El profesor y el sacerdote eran viejos y buenos amigos, y por
eso sus charlas eran tranquilas y sin muchas discusiones. Uno
enseñaba física y el otro religión. Los dos tenían cincuenta y
tantos años, habían dejado atrás la mayoría de las pasiones, y
encontraban deleite en las cosas simples. Ese día de otoño se
reunieron después de la cena y empezaron a pasear por el parque de
la universidad. Era una tarde hermosa y fresca de octubre. Habían
comido temprano, y quedaba una hora de luz. Los grandes arces y los
robles se lucían en maravillosos tonos herrumbre y ámbar. Era una
tarde apropiada para que se renovara la fe en Dios, como hizo notar
el sacerdote.
–Yo siempre había pensado -dijo el profesor- que la fe era
algo absoluto. – No lo es. – ¿Cómo puede ser de otra manera? Claro
-agregó el profesor-, que hablo como hombre de poca fe. – Lo que es
una lástima. – Pero con algunos conocimientos. – De lo que me
alegro. – Gracias. Pero, ¿no estamos los dos en la misma situación?
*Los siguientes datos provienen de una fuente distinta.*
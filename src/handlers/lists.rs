use uuid::Uuid;

use crate::model::{ListInstance, Template};
use crate::remote::{RemoteList, SiteConnection};
use crate::token::{Entity, EntityKind, TokenParser};

use super::{parse_values, ExtractionOptions, HandlerError, ObjectHandler};

/// Lists and their data rows
///
/// Registers every provisioned list for `{listid:...}` and `{listurl:...}`.
#[derive(Debug, Clone, Copy, Default)]
pub struct ListsHandler;

impl ListsHandler {
    pub const NAME: &'static str = "lists";
}

impl ObjectHandler for ListsHandler {
    fn name(&self) -> &'static str {
        Self::NAME
    }

    fn will_extract(&self, _site: &dyn SiteConnection, _template: &Template, _options: &ExtractionOptions) -> bool {
        true
    }

    fn will_provision(&self, _site: &dyn SiteConnection, template: &Template) -> bool {
        !template.lists.is_empty()
    }

    fn extract(
        &self,
        site: &dyn SiteConnection,
        mut template: Template,
        options: &ExtractionOptions,
    ) -> Result<Template, HandlerError> {
        for remote in site.lists()? {
            if remote.hidden && !options.include_hidden_lists {
                continue;
            }
            let known = template
                .lists
                .iter()
                .any(|l| l.url.trim_matches('/').eq_ignore_ascii_case(remote.url.trim_matches('/')));
            if known {
                continue;
            }
            tracing::debug!(handler = Self::NAME, list = %remote.title, "extracting list");
            template.lists.push(ListInstance {
                title: remote.title,
                url: remote.url,
                description: remote.description,
                template_type: remote.template_type,
                enable_versioning: remote.enable_versioning,
                ..ListInstance::default()
            });
        }
        Ok(template)
    }

    fn provision(
        &self,
        site: &mut dyn SiteConnection,
        template: &Template,
        parser: &mut TokenParser,
    ) -> Result<(), HandlerError> {
        for list in &template.lists {
            let title = parser.parse_string(&list.title)?;
            let url = parser.parse_string(&list.url)?;
            let description = parser.parse_string(&list.description)?;

            let remote = match site.find_list(&url, &title)? {
                Some(current) => {
                    let desired = RemoteList {
                        title,
                        description,
                        enable_versioning: list.enable_versioning,
                        ..current.clone()
                    };
                    if desired != current {
                        tracing::debug!(handler = Self::NAME, list = %desired.title, "updating list");
                        site.update_list(&desired)?;
                    }
                    desired
                }
                None => {
                    tracing::debug!(handler = Self::NAME, list = %title, "creating list");
                    site.create_list(RemoteList {
                        id: Uuid::nil(),
                        title,
                        url,
                        description,
                        template_type: list.template_type,
                        enable_versioning: list.enable_versioning,
                        hidden: false,
                    })?
                }
            };

            parser.register_entity(EntityKind::List, &remote.title, Entity::new(remote.id, remote.url.clone()));
            if !remote.title.eq_ignore_ascii_case(&list.title) {
                parser.register_entity(EntityKind::List, &list.title, Entity::new(remote.id, remote.url.clone()));
            }

            if list.data_rows.is_empty() {
                continue;
            }
            let existing = site.list_items(remote.id)?;
            for row in &list.data_rows {
                let values = parse_values(parser, &row.values)?;
                if existing.contains(&values) {
                    continue;
                }
                site.add_list_item(remote.id, values)?;
            }
        }
        Ok(())
    }
}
Si su fe necesita ser renovada periódicamente, y puede ser
influenciada por hechos tan comunes como la acción de ciertas
sustancias químicas en las hojas de los árboles deciduos, es tan
relativa como mi pequeño caudal de conocimiento.
El sacerdote permaneció ensimismado en sus pensamientos
durante un minuto, y luego reconoció que el profesor había
esgrimido un argumento interesante. – Sin embargo -dijo-, lo que
necesita renovación no es mi fe, sino yo. Mi fe es absoluta, como
Dios. – Pero es imposible conocer a Dios, si es que uno cree en Él.
¿Es su fe imposible de conocer también? – Quizá… en cierta forma. –
Entonces agradezco a Dios que la ciencia no dependa de la fe. Si
así fuera, estaríamos todavía viviendo en épocas primitivas. – Lo
cual no sería lo peor del mundo -dijo el
sacerdote.
En la infinidad del espacio, sin embargo, las leyes del
tiempo y el azar dejan de existir, y en un millón o un billón de
años (dos cifras que carecen de sentido), los vientos del espacio
llevaron la semilla hacia otra galaxia, un gran molinete de
incontables estrellas brillantes. En cierto lugar del espacio, la
galaxia ejerció su atracción de gravedad sobre la semilla, y ésta
se precipitó a través del espacio hacia el borde exterior de la
galaxia. Por último se acerco a una de las aspas alargadas del
molinete y quedó atrapada en el campo de gravitación de una de las
incontables estrellas que componían la galaxia.
Obedeciendo ciegamente a las leyes del universo, la semilla
dio vueltas formando un gran círculo alrededor de la estrella,
igual que otros trozos de pecio que se habían incorporado al campo
de la estrella. Pero si bien todos obedecían las leyes del azar, la
semilla era distinta. La semilla estaba viva.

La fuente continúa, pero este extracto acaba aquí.